┌─ ENTRIES SUPPLIED

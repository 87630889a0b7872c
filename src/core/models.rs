use serde::{Deserialize, Serialize};
use serde_json::Value;

/// A slash command as delivered by Slack, reduced to the fields the bot reads.
#[derive(Debug, Clone, PartialEq, Eq, Serialize, Deserialize)]
pub struct SlashCommand {
    pub command: String,
    pub user_id: String,
    pub channel_id: String,
    pub text: String,
    pub trigger_id: String,
}

/// A modal `view_submission`.
#[derive(Debug, Clone, PartialEq, Serialize, Deserialize)]
pub struct FormSubmission {
    pub callback_id: String,
    pub submitter_id: String,
    /// Raw `view.state.values`, keyed by block ID then action ID.
    pub values: Value,
}

/// A single element of a `block_actions` interaction.
#[derive(Debug, Clone, PartialEq, Eq, Serialize, Deserialize)]
pub struct ActionClick {
    pub action_id: String,
    /// The clicked element's `value`; for approval buttons, the requester ID.
    pub value: String,
    pub clicker_id: String,
    pub channel_id: Option<String>,
    pub message_ts: Option<String>,
}

/// Values entered into the approval modal.
#[derive(Debug, Clone, PartialEq, Eq)]
pub struct ApprovalForm {
    pub approver_id: String,
    pub body: String,
}

/// A message to be posted by the chat platform.
#[derive(Debug, Clone, PartialEq, Serialize)]
pub struct OutboundMessage {
    /// Channel ID, or a user ID for a direct message.
    pub channel: String,
    pub text: String,
    #[serde(skip_serializing_if = "Option::is_none")]
    pub blocks: Option<Value>,
}

impl OutboundMessage {
    #[must_use]
    pub fn text(channel: impl Into<String>, text: impl Into<String>) -> Self {
        Self {
            channel: channel.into(),
            text: text.into(),
            blocks: None,
        }
    }
}

/// Where Slack put a posted message.
#[derive(Debug, Clone, PartialEq, Eq, Default)]
pub struct Delivery {
    pub channel: String,
    pub ts: String,
}
//! HTTP transport: a thin router in front of the dispatcher.
//!
//! This module handles:
//! - Request validation (signature headers, replay window)
//! - Interactive components (`payload=` form bodies)
//! - Slash commands (plain form bodies)
//!
//! Every Slack request is answered only after the dispatcher acknowledged it.

use std::future::Future;
use std::net::SocketAddr;
use std::sync::Arc;

use axum::Router;
use axum::extract::State;
use axum::http::{HeaderMap, StatusCode};
use axum::response::{IntoResponse, Response};
use axum::routing::{get, post};
use serde_json::Value;
use tracing::{error, info, warn};

use super::helpers::{err_response, error_to_response, ok_empty};
use super::{deliver_interaction, parsing, signature};
use crate::dispatcher::EventSender;
use crate::errors::BotError;

pub const EVENTS_PATH: &str = "/slack/events";

#[derive(Clone)]
pub struct HttpState {
    events: EventSender,
    signing_secret: Arc<str>,
}

impl HttpState {
    #[must_use]
    pub fn new(events: EventSender, signing_secret: &str) -> Self {
        Self {
            events,
            signing_secret: Arc::from(signing_secret),
        }
    }
}

pub fn router(state: HttpState) -> Router {
    Router::new()
        .route(EVENTS_PATH, post(slack_events))
        .route("/health", get(health))
        .with_state(state)
}

/// Bind `addr` and serve until `shutdown` resolves.
///
/// # Errors
///
/// Returns `BotError::HttpError` if the address cannot be bound or the server fails.
pub async fn serve<F>(addr: SocketAddr, state: HttpState, shutdown: F) -> Result<(), BotError>
where
    F: Future<Output = ()> + Send + 'static,
{
    let listener = tokio::net::TcpListener::bind(addr)
        .await
        .map_err(|e| BotError::HttpError(format!("Failed to bind {addr}: {e}")))?;
    info!("Slack events endpoint listening on http://{}{}", addr, EVENTS_PATH);

    axum::serve(listener, router(state))
        .with_graceful_shutdown(shutdown)
        .await
        .map_err(|e| BotError::HttpError(format!("Server error: {e}")))
}

async fn health() -> &'static str {
    "ok"
}

async fn slack_events(
    State(state): State<HttpState>,
    headers: HeaderMap,
    body: String,
) -> Response {
    if let Err(response) = verify_request(&headers, &body, &state.signing_secret) {
        return response;
    }

    // Events API URL verification handshake
    if let Ok(json_body) = serde_json::from_str::<Value>(&body)
        && json_body.get("type").and_then(Value::as_str) == Some("url_verification")
    {
        let challenge = json_body
            .get("challenge")
            .and_then(Value::as_str)
            .unwrap_or_default()
            .to_string();
        return (StatusCode::OK, challenge).into_response();
    }

    let delivered = if parsing::is_interactive_body(&body) {
        match parsing::parse_interactive_payload(&body).and_then(|p| parsing::parse_interaction(&p))
        {
            Ok(interaction) => deliver_interaction(&state.events, interaction).await,
            Err(e) => Err(e),
        }
    } else {
        match parsing::parse_slash_command(&body) {
            Ok(command) => state.events.deliver(command).await,
            Err(e) => Err(e),
        }
    };

    match delivered {
        Ok(()) => ok_empty(),
        Err(e) => {
            error!("Failed to accept Slack request: {}", e);
            error_to_response(&e)
        }
    }
}

fn header<'a>(headers: &'a HeaderMap, name: &str) -> Option<&'a str> {
    headers.get(name).and_then(|v| v.to_str().ok())
}

fn verify_request(headers: &HeaderMap, body: &str, signing_secret: &str) -> Result<(), Response> {
    let Some(sig) = header(headers, "X-Slack-Signature") else {
        warn!("Missing X-Slack-Signature header");
        return Err(err_response(
            StatusCode::UNAUTHORIZED,
            "Missing X-Slack-Signature header",
        ));
    };

    let Some(timestamp) = header(headers, "X-Slack-Request-Timestamp") else {
        warn!("Missing X-Slack-Request-Timestamp header");
        return Err(err_response(
            StatusCode::UNAUTHORIZED,
            "Missing X-Slack-Request-Timestamp header",
        ));
    };

    if !signature::verify_slack_signature(body, timestamp, sig, signing_secret) {
        return Err(err_response(
            StatusCode::UNAUTHORIZED,
            "Invalid Slack signature",
        ));
    }

    Ok(())
}
//! The outbound half of the chat platform, as seen by the workflow.

use async_trait::async_trait;
use serde_json::Value;

use crate::core::models::{Delivery, OutboundMessage};
use crate::errors::BotError;

#[async_trait]
pub trait ChatPlatform: Send + Sync {
    /// Post a message (`chat.postMessage`).
    ///
    /// # Errors
    ///
    /// Returns an error if the request fails or Slack rejects it.
    async fn post_message(&self, message: &OutboundMessage) -> Result<Delivery, BotError>;

    /// Open a modal for the user who produced `trigger_id` (`views.open`).
    ///
    /// # Errors
    ///
    /// Returns an error if the request fails, or the trigger is invalid or expired.
    async fn open_view(&self, trigger_id: &str, view: &Value) -> Result<(), BotError>;
}
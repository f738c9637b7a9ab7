//! Keeps the currently active snapshot.
//!
//! The store is the only shared mutable state of the watchlist. It holds an
//! [ArcSwap](arc_swap::ArcSwap) which points to an immutable [Snapshot]. Readers obtain an
//! **Arc** of the snapshot which remains valid (and unchanged) for as long as they hold it, even
//! if a new snapshot is published in the meantime. Publishing is a single atomic pointer swap,
//! therefore neither readers nor the writer ever wait for each other.
//!
//! # Example
//!
//! ```
//! # use fraudwatch::watchlist::snapshot::{RawRow, SnapshotBuilder};
//! # use fraudwatch::watchlist::store::SnapshotStore;
//! let store = SnapshotStore::new();
//! assert_eq!(store.get_active().is_empty(), true);
//!
//! let row: RawRow = [("Phone", "01112223334"), ("State", "Lagos"), ("City", "Ikeja"), ("Zone", "A"),
//!            ("distinct_customers", "3"), ("customer_ids", "[C100 C101]")]
//!     .iter()
//!     .map(|(column, value)| (column.to_string(), value.to_string()))
//!     .collect();
//! let snapshot = SnapshotBuilder::default().build(&[row]).unwrap();
//!
//! // A reader which obtained the snapshot before the publish keeps its view...
//! let before = store.get_active();
//! store.publish(snapshot);
//! assert_eq!(before.is_empty(), true);
//!
//! // ...while everyone else sees the new one.
//! assert_eq!(store.get_active().stats().total_entries, 1);
//! ```
use std::sync::Arc;

use arc_swap::ArcSwap;

use crate::watchlist::snapshot::Snapshot;

/// Holds the active [Snapshot] behind an atomic swap point.
pub struct SnapshotStore {
    active: ArcSwap<Snapshot>,
}

impl Default for SnapshotStore {
    fn default() -> Self {
        SnapshotStore::new()
    }
}

impl SnapshotStore {
    /// Creates a new store which serves an empty snapshot until something is published.
    pub fn new() -> Self {
        SnapshotStore {
            active: ArcSwap::from_pointee(Snapshot::empty()),
        }
    }

    /// Returns the currently active snapshot.
    ///
    /// The returned snapshot is always complete and never changes. Callers which perform
    /// several lookups should obtain it once and use it for all of them.
    pub fn get_active(&self) -> Arc<Snapshot> {
        self.active.load_full()
    }

    /// Atomically replaces the active snapshot.
    ///
    /// The previous snapshot is dropped once the last reader releases it.
    pub fn publish(&self, snapshot: Snapshot) -> Arc<Snapshot> {
        let snapshot = Arc::new(snapshot);
        self.active.store(snapshot.clone());

        snapshot
    }
}
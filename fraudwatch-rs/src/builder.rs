//! Provides a builder which can be used to setup and initialize the framework.
//!
//! This creates and sets up the central parts of the service. As some of them are optional
//! (tests most probably don't want to install signal handlers), a builder permits to selectively
//! enable or disable them.
//!
//! # Example
//! Setting up the framework with all features enabled:
//! ```no_run
//! # use fraudwatch::builder::Builder;
//! # use fraudwatch::watchlist::query::QueryEngine;
//! #[tokio::main]
//! async fn main() {
//!     // Enable all features and build the platform...
//!     let platform = Builder::new().enable_all().build().await;
//!
//!     // Perform the initial load and start refreshing the watchlist...
//!     fraudwatch::watchlist::install(&platform).await.unwrap();
//!
//!     let result = platform.require::<QueryEngine>().query("01112223334");
//!     println!("{:?}", result.status);
//! }
//! ```
use std::sync::Arc;

use crate::platform::Platform;
use crate::{init_logging, FRAUDWATCH_REVISION, FRAUDWATCH_VERSION};

/// Initializes the framework by creating and initializing all core components.
///
/// Note that the watchlist itself isn't installed here, as its initial load might fail
/// and the caller has to decide how to handle that. See
/// [watchlist::install](crate::watchlist::install).
#[derive(Default)]
pub struct Builder {
    setup_logging: bool,
    enable_signals: bool,
    setup_config: bool,
}

impl Builder {
    /// Creates a new builder with all features disabled.
    pub fn new() -> Self {
        Builder::default()
    }

    /// Enables all features.
    ///
    /// Note that using this method (and then maybe disabling selected components) is quite
    /// convenient, but be aware that new components which might be added in a library update
    /// will then also be enabled by default.
    pub fn enable_all(mut self) -> Self {
        self.setup_logging = true;
        self.enable_signals = true;
        self.setup_config = true;

        self
    }

    /// Enables the automatic setup of the logging system.
    ///
    /// Using this, we properly initialize **simplelog** to log to stdout. As the service is
    /// intended to be run in a container, this is all that is needed.
    pub fn enable_logging(mut self) -> Self {
        self.setup_logging = true;
        self
    }

    /// Disables the automatic setup of the logging system after [enable_all()](Builder::enable_all)
    /// has been used.
    pub fn disable_logging(mut self) -> Self {
        self.setup_logging = false;
        self
    }

    /// Installs a signal listener which terminates the framework once **CTRL-C**, **SIGHUP** or
    /// **SIGTERM** is received.
    ///
    /// For more details see: [signals](crate::signals)
    pub fn enable_signals(mut self) -> Self {
        self.enable_signals = true;
        self
    }

    /// Disables installing the signal listener after [enable_all()](Builder::enable_all)
    /// has been used.
    pub fn disable_signals(mut self) -> Self {
        self.enable_signals = false;
        self
    }

    /// Installs [config::Config](crate::config::Config) and loads the **settings.yml**.
    ///
    /// For more details see: [config](crate::config)
    pub fn enable_config(mut self) -> Self {
        self.setup_config = true;
        self
    }

    /// Disables setting up a **Config** instance after [enable_all()](Builder::enable_all)
    /// has been used.
    pub fn disable_config(mut self) -> Self {
        self.setup_config = false;
        self
    }

    /// Builds the [Platform](crate::platform::Platform) registry with all the enabled components
    /// being registered.
    pub async fn build(self) -> Arc<Platform> {
        let platform = Platform::new();

        if self.setup_logging {
            init_logging();
        }

        log::info!(
            "||. FRAUDWATCH (v {} - rev {}) running on {} core(s) in {} CPU(s)",
            FRAUDWATCH_VERSION,
            FRAUDWATCH_REVISION,
            num_cpus::get(),
            num_cpus::get_physical()
        );

        if self.enable_signals {
            crate::signals::install(platform.clone());
        }

        if self.setup_config {
            crate::config::install(platform.clone()).await;
        }

        platform
    }
}

#[cfg(test)]
mod tests {
    use crate::builder::Builder;
    use crate::config::Config;

    #[test]
    fn only_enabled_components_are_installed() {
        crate::testing::test_async(async {
            let platform = Builder::new().build().await;
            assert_eq!(platform.find::<Config>().is_none(), true);

            let platform = Builder::new().enable_all().disable_signals().build().await;
            assert_eq!(platform.find::<Config>().is_some(), true);

            platform.terminate();
            assert_eq!(platform.is_running(), false);
        });
    }
}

└─

● EXERCISE OBJECTIVE
Only the lines from the beginning of the listing through the line containing "headers, replay window)" are wanted, each restated word for word.

● REPLY
repository 87630889a0b7872c
filename src/core/models.rs
use serde::{Deserialize, Serialize};
use serde_json::Value;

/// A slash command as delivered by Slack, reduced to the fields the bot reads.
#[derive(Debug, Clone, PartialEq, Eq, Serialize, Deserialize)]
pub struct SlashCommand {
    pub command: String,
    pub user_id: String,
    pub channel_id: String,
    pub text: String,
    pub trigger_id: String,
}

/// A modal `view_submission`.
#[derive(Debug, Clone, PartialEq, Serialize, Deserialize)]
pub struct FormSubmission {
    pub callback_id: String,
    pub submitter_id: String,
    /// Raw `view.state.values`, keyed by block ID then action ID.
    pub values: Value,
}

/// A single element of a `block_actions` interaction.
#[derive(Debug, Clone, PartialEq, Eq, Serialize, Deserialize)]
pub struct ActionClick {
    pub action_id: String,
    /// The clicked element's `value`; for approval buttons, the requester ID.
    pub value: String,
    pub clicker_id: String,
    pub channel_id: Option<String>,
    pub message_ts: Option<String>,
}

/// Values entered into the approval modal.
#[derive(Debug, Clone, PartialEq, Eq)]
pub struct ApprovalForm {
    pub approver_id: String,
    pub body: String,
}

/// A message to be posted by the chat platform.
#[derive(Debug, Clone, PartialEq, Serialize)]
pub struct OutboundMessage {
    /// Channel ID, or a user ID for a direct message.
    pub channel: String,
    pub text: String,
    #[serde(skip_serializing_if = "Option::is_none")]
    pub blocks: Option<Value>,
}

impl OutboundMessage {
    #[must_use]
    pub fn text(channel: impl Into<String>, text: impl Into<String>) -> Self {
        Self {
            channel: channel.into(),
            text: text.into(),
            blocks: None,
        }
    }
}

/// Where Slack put a posted message.
#[derive(Debug, Clone, PartialEq, Eq, Default)]
pub struct Delivery {
    pub channel: String,
    pub ts: String,
}
//! HTTP transport: a thin router in front of the dispatcher.
//!
//! This module handles:
//! - Request validation (signature headers, replay window)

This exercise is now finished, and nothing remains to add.